Employment in manufacturing continues to fall while employment in
the services-producing sectors continues its solid growth. The
manufacturing sector is stagnant and the two largest steel firms are
experiencing major shutdowns. The housing boom is moderating, and
overall loan demand at banks has weakened.
Retail Sales
Fourth district retailers generally report strong sales increases,
in the range of 5 percent to 10 percent for July and August. One
major retailer reports particularly strong sales growth for the
Cleveland area for August. The major retailers report that sales
increased steadily throughout their second fiscal quarter and that
the increases have been fairly even among merchandise categories.
Inventory levels appear to be well under control as a result of
strong sales. None of the retailers contacted report much price
impact from dollar depreciation on foreign exchange markets, but one
economist at a major chain expects higher imported prices for
consumer durable goods will be noticeable in the fall as retailers
pass on higher costs to consumers.
Most of the domestic-auto dealers contacted report generally flat sales of new cars. New car inventories remain at slightly higher- than-normal levels, but all of the dealers contacted report the desire to keep a tighter control on inventory levels. All of the dealers reiterate their belief that cut-rate financing incentive programs have lost appeal, but the latest GMC sales incentive program caused a spurt in interest and sales of GMC cars the day following its public announcement. On the import side of the market, local dealers indicate that sales started to soften in August, following strong first-half performances. A few import dealers state that a cumulative 10-11 percent price increase on 1986 model-year cars may be having some adverse affect on their sales.
Labor Market Conditions
The unemployment rate for Ohio fell in July to 8 percent (s.a.), 1.3
percentage points below its level of July 1985. Total employment has
increased 3.1 percent in the last 12 months, as employment in
manufacturing has fallen 1.9 percent and employment in service-
producing industries has risen 4.8 percent.
Manufacturing
Manufacturing activity in this District is stagnant. Both production
arid new orders are down slightly. Order backlogs continue to
decline, and more firms are reducing than are increasing employment.
Firms are reducing their inventories of raw materials, components,
and finished goods. Manufacturers report the prices they pay for
commodities is, on balance, unchanged but transaction prices for
their finished goods are up from a month ago. Manufacturers expect
their sales to be better in the third quarter than in the second
quarter but expect the second half of 1986 to be no better than the
first half.
Cleveland-based LTV Steel Company, whose parent LTV Corporation filed Chapter 11 bankruptcy in July, recently announced layoffs of more than 2,000 workers as the firm closed bar and pipe facilities in Ohio, Indiana and Illinois. The firm cited a continuing weakness of orders, despite a work stoppage at USX.

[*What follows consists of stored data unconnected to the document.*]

#[cfg(feature = "serde")]
use serde::{Deserialize, Serialize};

use crate::error::Error;
use crate::field::{FieldName, cast, encode};
use crate::frame;
use crate::talker::TalkerId;

use super::{SentenceId, Status, WindReference, WindSpeedUnit, message_ops};

/// MWV - Wind Speed and Angle
///
/// <https://gpsd.gitlab.io/gpsd/NMEA.html#_mwv_wind_speed_and_angle>
///
/// ```text
///         1   2 3   4 5
///         |   | |   | |
///  $--MWV,x.x,a,x.x,a,A*hh<CR><LF>
/// ```
///
/// Unlike the fixed unit letters of [`VTG`](crate::VTG), the reference and
/// speed-unit letters here are data: the instrument chooses them per
/// sentence, so they decode into fields of their own instead of gating
/// their neighbors.
#[cfg_attr(feature = "serde", derive(Serialize, Deserialize))]
#[cfg_attr(feature = "serde", serde(rename_all = "camelCase"))]
#[derive(Debug, Clone, Default, PartialEq)]
pub struct MWV {
    /// Talker of the sentence, serialized as the `--` placeholder when absent
    pub talker_id: Option<TalkerId>,
    /// Wind angle in degrees, 0 to 359
    pub wind_angle: Option<f32>,
    /// What the angle is measured against
    pub reference: Option<WindReference>,
    /// Wind speed in the declared unit
    pub wind_speed: Option<f32>,
    /// Unit of the wind speed
    pub speed_unit: Option<WindSpeedUnit>,
    /// Validity of the reading
    pub status: Option<Status>,
}

impl MWV {
    /// Logical field schema, in list-shape binding order.
    pub const FIELDS: &'static [FieldName] = &[
        FieldName::WindAngle,
        FieldName::Reference,
        FieldName::WindSpeed,
        FieldName::SpeedUnit,
        FieldName::Status,
    ];

    pub(crate) fn from_wire(talker: Option<TalkerId>, tokens: &[&str]) -> Result<Self, Error> {
        if tokens.len() != 5 {
            return Err(Error::FieldCount {
                expected: 5,
                found: tokens.len(),
            });
        }

        Ok(Self {
            talker_id: talker,
            ..Self::from_fields(tokens)
        })
    }

    fn from_fields(tokens: &[&str]) -> Self {
        Self {
            talker_id: None,
            wind_angle: cast(tokens[0]),
            reference: cast(tokens[1]),
            wind_speed: cast(tokens[2]),
            speed_unit: cast(tokens[3]),
            status: cast(tokens[4]),
        }
    }

    fn wire_body(&self) -> String {
        format!(
            "{},{},{},{},{},{}",
            frame::address(self.talker_id, SentenceId::MWV.as_str()),
            encode::float(self.wind_angle, 7, 3),
            encode::letter(self.reference.map(|reference| reference.as_char())),
            encode::float(self.wind_speed, 7, 3),
            encode::letter(self.speed_unit.map(|unit| unit.as_char())),
            encode::letter(self.status.map(|status| status.as_char())),
        )
    }
}

message_ops!(MWV, SentenceId::MWV);

#[cfg(test)]
mod tests {
    use super::*;
    use crate::checksum;

    #[test]
    fn test_mwv_parsing() {
        let mwv = MWV::from_text(&frame::seal("WIMWV,214.8,R,0.1,K,A")).unwrap();

        assert_eq!(mwv.talker_id, Some(TalkerId::WI));
        assert_eq!(mwv.wind_angle, Some(214.8));
        assert_eq!(mwv.reference, Some(WindReference::Relative));
        assert_eq!(mwv.wind_speed, Some(0.1));
        assert_eq!(mwv.speed_unit, Some(WindSpeedUnit::KilometersPerHour));
        assert_eq!(mwv.status, Some(Status::Valid));

        assert_eq!(
            mwv.to_sentence(),
            frame::seal("WIMWV,214.800,R,000.100,K,A")
        );
    }

    #[test]
    fn test_mwv_letters_are_data_not_structure() {
        // A bad reference letter drops only itself; the angle survives.
        let mwv = MWV::from_text(&frame::seal("WIMWV,214.8,X,0.1,K,A")).unwrap();

        assert_eq!(mwv.wind_angle, Some(214.8));
        assert_eq!(mwv.reference, None);
        assert_eq!(mwv.to_sentence(), frame::seal("WIMWV,214.800,,000.100,K,A"));
    }

    #[test]
    fn test_mwv_rejects_wrong_cardinality() {
        for body in ["WIMWV,214.8,R,0.1,K", "WIMWV,214.8,R,0.1,K,A,extra"] {
            let result = MWV::from_text(&frame::seal(body));
            assert!(
                matches!(result, Err(Error::FieldCount { expected: 5, .. })),
                "Failed: {body:?}\n\t{result:?}"
            );
        }
    }

    #[test]
    fn test_mwv_from_tokens() {
        let canonical_body = "--MWV,045.000,T,012.500,N,A";
        let declared = checksum::to_hex(checksum::compute(canonical_body));

        let tokens = ["45", "T", "12.5", "N", "A", declared.as_str()];
        let mwv = MWV::from_tokens(&tokens).unwrap();

        assert_eq!(mwv.reference, Some(WindReference::True));
        assert_eq!(mwv.speed_unit, Some(WindSpeedUnit::Knots));
        assert_eq!(mwv.to_sentence(), frame::seal(canonical_body));
    }
}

A strike against LTV over the issue of continuing certain benefits to retirees while the firm is in bankruptcy ended when the payments were resumed.
Steel industry analysts and industry officials predict a long and damaging shutdown as a result of the month-long work stoppage at USX Corporation (the nation's largest steelmaker).
Housing
The housing boom in this District is moderating to a more
sustainable pace. Builders and realtors report that the pent-up
housing demand that propelled the post Memorial Day housing boom has
waned. Housing market participants are confident that housing
activity will stay moderately robust throughout the balance of 1986
and into 1987 if mortgage rates continue to drift downward.

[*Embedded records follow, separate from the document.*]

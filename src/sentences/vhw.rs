#[cfg(feature = "serde")]
use serde::{Deserialize, Serialize};

use crate::error::Error;
use crate::field::{self, FieldName, cast, encode};
use crate::frame;
use crate::talker::TalkerId;

use super::{SentenceId, message_ops};

/// VHW - Water Speed and Heading
///
/// <https://gpsd.gitlab.io/gpsd/NMEA.html#_vhw_water_speed_and_heading>
///
/// ```text
///         1   2 3   4 5   6 7   8
///         |   | |   | |   | |   |
///  $--VHW,x.x,T,x.x,M,x.x,N,x.x,K*hh<CR><LF>
/// ```
///
/// Speeds are through the water, not over ground.
#[cfg_attr(feature = "serde", derive(Serialize, Deserialize))]
#[cfg_attr(feature = "serde", serde(rename_all = "camelCase"))]
#[derive(Debug, Clone, Default, PartialEq)]
pub struct VHW {
    /// Talker of the sentence, serialized as the `--` placeholder when absent
    pub talker_id: Option<TalkerId>,
    /// Heading in degrees true
    pub heading_true: Option<f32>,
    /// Heading in degrees magnetic
    pub heading_magnetic: Option<f32>,
    /// Speed through the water in knots
    pub water_speed_knots: Option<f32>,
    /// Speed through the water in kilometers per hour
    pub water_speed_kmh: Option<f32>,
}

impl VHW {
    /// Logical field schema, in list-shape binding order.
    pub const FIELDS: &'static [FieldName] = &[
        FieldName::HeadingTrue,
        FieldName::HeadingMagnetic,
        FieldName::SpeedKnots,
        FieldName::SpeedKmh,
    ];

    pub(crate) fn from_wire(talker: Option<TalkerId>, tokens: &[&str]) -> Result<Self, Error> {
        if tokens.len() != 8 {
            return Err(Error::FieldCount {
                expected: 8,
                found: tokens.len(),
            });
        }

        Ok(Self {
            talker_id: talker,
            heading_true: field::with_unit(tokens[0], tokens[1], 'T'),
            heading_magnetic: field::with_unit(tokens[2], tokens[3], 'M'),
            water_speed_knots: field::with_unit(tokens[4], tokens[5], 'N'),
            water_speed_kmh: field::with_unit(tokens[6], tokens[7], 'K'),
        })
    }

    fn from_fields(tokens: &[&str]) -> Self {
        Self {
            talker_id: None,
            heading_true: cast(tokens[0]),
            heading_magnetic: cast(tokens[1]),
            water_speed_knots: cast(tokens[2]),
            water_speed_kmh: cast(tokens[3]),
        }
    }

    fn wire_body(&self) -> String {
        format!(
            "{},{},T,{},M,{},N,{},K",
            frame::address(self.talker_id, SentenceId::VHW.as_str()),
            encode::float(self.heading_true, 7, 3),
            encode::float(self.heading_magnetic, 7, 3),
            encode::float(self.water_speed_knots, 7, 3),
            encode::float(self.water_speed_kmh, 7, 3),
        )
    }
}

message_ops!(VHW, SentenceId::VHW);
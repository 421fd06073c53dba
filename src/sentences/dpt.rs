#[cfg(feature = "serde")]
use serde::{Deserialize, Serialize};

use crate::error::Error;
use crate::field::{FieldName, cast, encode};
use crate::frame;
use crate::talker::TalkerId;

use super::{SentenceId, message_ops};

/// DPT - Depth of Water
///
/// <https://gpsd.gitlab.io/gpsd/NMEA.html#_dpt_depth_of_water>
///
/// ```text
///         1   2   3
///         |   |   |
///  $--DPT,x.x,x.x,x.x*hh<CR><LF>
/// ```
///
/// A positive transducer offset is the distance from the transducer up to
/// the water line, a negative one down to the keel. The third field is the
/// NMEA 3.0 maximum range scale; older two-field sentences are accepted
/// and serialization always emits all three slots.
#[cfg_attr(feature = "serde", derive(Serialize, Deserialize))]
#[cfg_attr(feature = "serde", serde(rename_all = "camelCase"))]
#[derive(Debug, Clone, Default, PartialEq)]
pub struct DPT {
    /// Talker of the sentence, serialized as the `--` placeholder when absent
    pub talker_id: Option<TalkerId>,
    /// Water depth below the transducer in meters
    pub water_depth: Option<f32>,
    /// Offset from the transducer in meters
    pub offset_from_transducer: Option<f32>,
    /// Maximum range scale in use in meters
    pub max_range_scale: Option<f32>,
}

impl DPT {
    /// Logical field schema, in list-shape binding order.
    pub const FIELDS: &'static [FieldName] = &[
        FieldName::WaterDepth,
        FieldName::TransducerOffset,
        FieldName::MaxRangeScale,
    ];

    pub(crate) fn from_wire(talker: Option<TalkerId>, tokens: &[&str]) -> Result<Self, Error> {
        let scale_token = match tokens.len() {
            2 => "",
            3 => tokens[2],
            found => {
                return Err(Error::FieldCount {
                    expected: 3,
                    found,
                });
            }
        };

        Ok(Self {
            talker_id: talker,
            water_depth: cast(tokens[0]),
            offset_from_transducer: cast(tokens[1]),
            max_range_scale: cast(scale_token),
        })
    }

    fn from_fields(tokens: &[&str]) -> Self {
        Self {
            talker_id: None,
            water_depth: cast(tokens[0]),
            offset_from_transducer: cast(tokens[1]),
            max_range_scale: cast(tokens[2]),
        }
    }

    fn wire_body(&self) -> String {
        format!(
            "{},{},{},{}",
            frame::address(self.talker_id, SentenceId::DPT.as_str()),
            encode::float(self.water_depth, 7, 3),
            encode::float(self.offset_from_transducer, 7, 3),
            encode::float(self.max_range_scale, 7, 3),
        )
    }
}

message_ops!(DPT, SentenceId::DPT);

The backlog of mortgage applications was reduced by mortgage lenders in August, and mortgage application processing times have returned to tire normal 60-day period. The volume of real estate listings is still ample and in August there was a resurgence of sales contracts being renegotiated.
Lenders report they expect mortgage rates will drop soon by an additional 1/8 percent to 1/4 percent, which would bring the 30-year fixed rate mortgage to approximately 9 3/4 percent. Relent declines in mortgage rates have had less effect on mortgage demand than did comparable declines in the spring and early summer because of the lack of pent-up demand and because demand for mortgage refinancing has been weak.

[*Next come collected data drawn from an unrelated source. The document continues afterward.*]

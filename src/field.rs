//! # Field Codec
//!
//! Best-effort conversion between wire tokens and typed field values.
//!
//! Casting here is deliberately soft: a token that does not convert yields
//! [`None`], never an error. Structural problems (token counts, checksums,
//! delimiters) are the frame's business; by the time a token reaches this
//! module the sentence has already been accepted, and the worst a bad token
//! can do is leave its field absent. Every cast is whole-token: trailing
//! garbage fails the conversion.
//!
//! The typed side of the codec speaks plain units. Latitude and longitude
//! are signed decimal degrees (south and west negative); the `ddmm.mmm` +
//! hemisphere-letter encoding exists only on the wire and is handled by the
//! conversion helpers here.

use nom::{
    Parser,
    bytes::complete::take,
    character::complete,
    combinator::{all_consuming, opt, peek},
    number::complete::{double, float},
    sequence::preceded,
};
use time::Time;

/// A field value that can be cast from a single wire token.
///
/// Implementations are whole-token and infallible in the error sense:
/// malformed input is simply `None`.
pub(crate) trait FieldCast: Sized {
    fn cast(token: &str) -> Option<Self>;
}

/// Casts one token. Thin generic front over [`FieldCast`] so binders can
/// lean on inference from the target field type.
pub(crate) fn cast<T: FieldCast>(token: &str) -> Option<T> {
    T::cast(token)
}

macro_rules! impl_int_cast {
    ($($t:ty => $parser:expr),* $(,)?) => {
        $(
            impl FieldCast for $t {
                fn cast(token: &str) -> Option<Self> {
                    let result: nom::IResult<&str, $t> = all_consuming($parser).parse(token);
                    result.ok().map(|(_, value)| value)
                }
            }
        )*
    };
}

macro_rules! impl_float_cast {
    ($($t:ty => $parser:expr),* $(,)?) => {
        $(
            impl FieldCast for $t {
                fn cast(token: &str) -> Option<Self> {
                    let result: nom::IResult<&str, $t> = all_consuming($parser).parse(token);
                    // nom admits "inf"/"nan" spellings; no instrument emits
                    // them and they cannot round-trip a fixed-width format.
                    result.ok().map(|(_, value)| value).filter(|value| value.is_finite())
                }
            }
        )*
    };
}

impl_int_cast! {
    u8 => complete::u8,
    u16 => complete::u16,
    i8 => complete::i8,
}

impl_float_cast! {
    f32 => float,
    f64 => double,
}

impl FieldCast for bool {
    /// Wire bit: `"1"` or `"0"` only.
    fn cast(token: &str) -> Option<Self> {
        match token {
            "1" => Some(true),
            "0" => Some(false),
            _ => None,
        }
    }
}

impl FieldCast for String {
    /// Pass-through for raw string fields; an empty token is an absent one.
    fn cast(token: &str) -> Option<Self> {
        if token.is_empty() {
            None
        } else {
            Some(token.to_owned())
        }
    }
}

impl FieldCast for Time {
    /// UTC time of day: `HHMMSS` with optional fractional seconds. The
    /// seconds part is two fixed digits; the fraction starts at the dot.
    fn cast(token: &str) -> Option<Self> {
        let result: nom::IResult<&str, (u8, u8, u8, Option<f32>)> = all_consuming((
            take(2u8).and_then(complete::u8),
            take(2u8).and_then(complete::u8),
            take(2u8).and_then(complete::u8),
            opt(preceded(peek(complete::char('.')), float)),
        ))
        .parse(token);
        let (_, (hour, minute, second, fraction)) = result.ok()?;

        let millisecond = match fraction {
            Some(fraction) if fraction.is_finite() => (fraction * 1000.0).round() as u16,
            Some(_) => return None,
            None => 0,
        };

        Time::from_hms_milli(hour, minute, second, millisecond).ok()
    }
}

/// Casts a latitude from its wire pair: `ddmm.mmm` magnitude plus `N`/`S`
/// hemisphere. The sign of the result comes solely from the hemisphere.
pub(crate) fn latitude(magnitude: &str, hemisphere: &str) -> Option<f64> {
    let value = coordinate(magnitude)?;
    match hemisphere {
        "N" => Some(value),
        "S" => Some(-value),
        _ => None,
    }
}

/// Casts a longitude from its wire pair: `dddmm.mmm` magnitude plus `E`/`W`
/// hemisphere.
pub(crate) fn longitude(magnitude: &str, hemisphere: &str) -> Option<f64> {
    let value = coordinate(magnitude)?;
    match hemisphere {
        "E" => Some(value),
        "W" => Some(-value),
        _ => None,
    }
}

/// `ddmm.mmm` to unsigned decimal degrees. The magnitude must be
/// non-negative with a minutes part below 60.
fn coordinate(magnitude: &str) -> Option<f64> {
    let raw: f64 = cast(magnitude)?;
    if raw.is_sign_negative() {
        return None;
    }

    let degrees = (raw / 100.0).trunc();
    let minutes = raw - degrees * 100.0;
    if minutes >= 60.0 {
        return None;
    }

    Some(degrees + minutes / 60.0)
}

/// Casts a value token gated by a unit or marker token (`M`, `T`, `N`, `K`).
///
/// The marker must be exactly the expected letter for the value to be kept;
/// otherwise the whole field is absent. The sentence itself stays valid
/// either way.
pub(crate) fn with_unit<T: FieldCast>(value: &str, marker: &str, unit: char) -> Option<T> {
    if marker.len() == 1 && marker.starts_with(unit) {
        cast(value)
    } else {
        None
    }
}

/// Fixed-width token rendering.
///
/// One width per field category, stable across releases:
///
/// - latitude `ddmm.mmm`, longitude `dddmm.mmm` (three-decimal minutes)
/// - angles, turn rates, depths, through-water speeds: width 7, 3 decimals
/// - courses over ground: width 5, 2 decimals
/// - speeds over ground: width 4, 2 decimals
/// - magnetic variation: width 5, 1 decimal
/// - DOP, altitude, geoidal separation, DGPS age, standard deviations:
///   1 decimal, no padding
/// - counts and calendar parts: zero-padded ints (2 or 4 digits)
///
/// Absent values render as empty tokens.
pub(crate) mod encode {
    use time::Time;

    /// Zero-padded float token; `width` counts the whole token including
    /// any sign and the decimal point, so `(7, 3)` renders 54.7 as
    /// `054.700` and -4.5 as `-04.500`.
    pub(crate) fn float(value: Option<f32>, width: usize, precision: usize) -> String {
        match value {
            Some(value) => format!("{value:0width$.precision$}"),
            None => String::new(),
        }
    }

    /// Unpadded float token with fixed precision: 0.9 at precision 1 stays
    /// `0.9`.
    pub(crate) fn plain(value: Option<f32>, precision: usize) -> String {
        match value {
            Some(value) => format!("{value:.precision$}"),
            None => String::new(),
        }
    }

    /// Zero-padded integer token.
    pub(crate) fn uint<T: std::fmt::Display>(value: Option<T>, width: usize) -> String {
        match value {
            Some(value) => format!("{value:0width$}"),
            None => String::new(),
        }
    }

    /// Signed zone-hours token: two digits, leading minus when negative.
    pub(crate) fn zone_hours(value: Option<i8>) -> String {
        match value {
            Some(hours) if hours < 0 => format!("-{:02}", -i16::from(hours)),
            Some(hours) => format!("{hours:02}"),
            None => String::new(),
        }
    }

    /// Single-letter token for a content enum.
    pub(crate) fn letter(value: Option<char>) -> String {
        value.map(String::from).unwrap_or_default()
    }

    /// Wire bit token.
    pub(crate) fn bit(value: Option<bool>) -> String {
        match value {
            Some(true) => "1".to_owned(),
            Some(false) => "0".to_owned(),
            None => String::new(),
        }
    }

    /// Raw string token passed through unchanged.
    pub(crate) fn raw(value: Option<&String>) -> String {
        value.cloned().unwrap_or_default()
    }

    /// UTC time token: `HHMMSS`, with fractional seconds appended only
    /// when non-zero. Fractions print to three digits with at most one
    /// trailing zero trimmed, so half a second is `.50` and five
    /// milliseconds stay `.005`.
    pub(crate) fn time(value: Option<Time>) -> String {
        let Some(t) = value else {
            return String::new();
        };

        let (hour, minute, second) = (t.hour(), t.minute(), t.second());
        let millisecond = t.millisecond();

        if millisecond == 0 {
            return format!("{hour:02}{minute:02}{second:02}");
        }

        let mut fraction = format!("{millisecond:03}");
        if fraction.ends_with('0') {
            fraction.pop();
        }

        format!("{hour:02}{minute:02}{second:02}.{fraction}")
    }

    /// Latitude as its wire pair: `ddmm.mmm` magnitude token plus `N`/`S`
    /// hemisphere token, both empty when the value is absent.
    pub(crate) fn latitude(value: Option<f64>) -> (String, String) {
        coordinate(value, 2, 'N', 'S')
    }

    /// Longitude as its wire pair: `dddmm.mmm` plus `E`/`W`.
    pub(crate) fn longitude(value: Option<f64>) -> (String, String) {
        coordinate(value, 3, 'E', 'W')
    }

    fn coordinate(
        value: Option<f64>,
        degree_width: usize,
        positive: char,
        negative: char,
    ) -> (String, String) {
        let Some(signed) = value else {
            return (String::new(), String::new());
        };

        let hemisphere = if signed < 0.0 { negative } else { positive };
        let magnitude = signed.abs();
        let mut degrees = magnitude.trunc() as u32;
        let mut minutes = magnitude.fract() * 60.0;

        // Rounding to three decimals can reach 60.000; carry into degrees.
        minutes = (minutes * 1000.0).round() / 1000.0;
        if minutes >= 60.0 {
            minutes = 0.0;
            degrees += 1;
        }

        (
            format!("{degrees:0degree_width$}{minutes:06.3}"),
            hemisphere.to_string(),
        )
    }
}

macro_rules! field_names {
    ($($variant:ident => $name:literal),* $(,)?) => {
        /// The closed key set for the keyed-map construction shape.
        ///
        /// Every sentence schema names its fields from this enum (see the
        /// `FIELDS` const on each message type), and map construction
        /// requires every schema key plus [`FieldName::Checksum`]. Using a
        /// closed enum instead of strings makes an unknown key a
        /// construction-time error rather than something silently ignored.
        #[cfg_attr(feature = "serde", derive(serde::Serialize, serde::Deserialize))]
        #[cfg_attr(feature = "serde", serde(rename_all = "camelCase"))]
        #[derive(Debug, Clone, Copy, PartialEq, Eq, PartialOrd, Ord, Hash)]
        pub enum FieldName {
            $($variant,)*
        }

        impl FieldName {
            /// The schema name of this field.
            pub const fn as_str(&self) -> &'static str {
                match self {
                    $(Self::$variant => $name,)*
                }
            }
        }
    };
}

field_names! {
    // position and fix
    Time => "time",
    Latitude => "latitude",
    Longitude => "longitude",
    FixQuality => "fix_quality",
    SatelliteCount => "satellite_count",
    Hdop => "hdop",
    Altitude => "altitude",
    GeoidalSeparation => "geoidal_separation",
    AgeOfDgps => "age_of_dgps",
    RefStationId => "ref_station_id",
    // navigation
    Status => "status",
    SpeedKnots => "speed_knots",
    SpeedKmh => "speed_kmh",
    Track => "track",
    Date => "date",
    MagneticVariation => "magnetic_variation",
    MagneticVariationDirection => "magnetic_variation_direction",
    FaaMode => "faa_mode",
    CourseTrue => "course_true",
    CourseMagnetic => "course_magnetic",
    // calendar
    Day => "day",
    Month => "month",
    Year => "year",
    ZoneHours => "zone_hours",
    ZoneMinutes => "zone_minutes",
    // pseudorange error statistics
    RmsStdDev => "rms_std_dev",
    SemiMajorStdDev => "semi_major_std_dev",
    SemiMinorStdDev => "semi_minor_std_dev",
    Orientation => "orientation",
    LatStdDev => "lat_std_dev",
    LonStdDev => "lon_std_dev",
    AltStdDev => "alt_std_dev",
    // heading and attitude
    HeadingTrue => "heading_true",
    HeadingMagnetic => "heading_magnetic",
    Heading => "heading",
    Roll => "roll",
    Pitch => "pitch",
    Heave => "heave",
    RollAccuracy => "roll_accuracy",
    PitchAccuracy => "pitch_accuracy",
    HeadingAccuracy => "heading_accuracy",
    AidingStatus => "aiding_status",
    ImuStatus => "imu_status",
    RateOfTurn => "rate_of_turn",
    // wind
    WindAngle => "wind_angle",
    Reference => "reference",
    WindSpeed => "wind_speed",
    SpeedUnit => "speed_unit",
    // depth
    WaterDepth => "water_depth",
    TransducerOffset => "transducer_offset",
    MaxRangeScale => "max_range_scale",
    // framing
    Checksum => "checksum",
}

impl std::fmt::Display for FieldName {
    fn fmt(&self, f: &mut std::fmt::Formatter<'_>) -> std::fmt::Result {
        f.write_str(self.as_str())
    }
}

Builders in this District report a seasonal slowing of single-family home building during August. Traffic and new orders are down about 10 percent from July. Builders anticipate that tax reform will reduce apartment construction, which eventually should have a positive effect on single-family construction.
Commercial Banking
Overall local demand has weakened at District banks. Total loans
outstanding at large banks fell over the past six weeks. The
contraction in loan volume was primarily in commercial and
industrial loans and reflected the recent softness in business loan
demand. The demand for mortgage and installment credit, however,
continues to be strong. Both real estate and consumer installment
loans at large banks have been growing at an annual rate of more
than 15 percent thus far in the third quarter.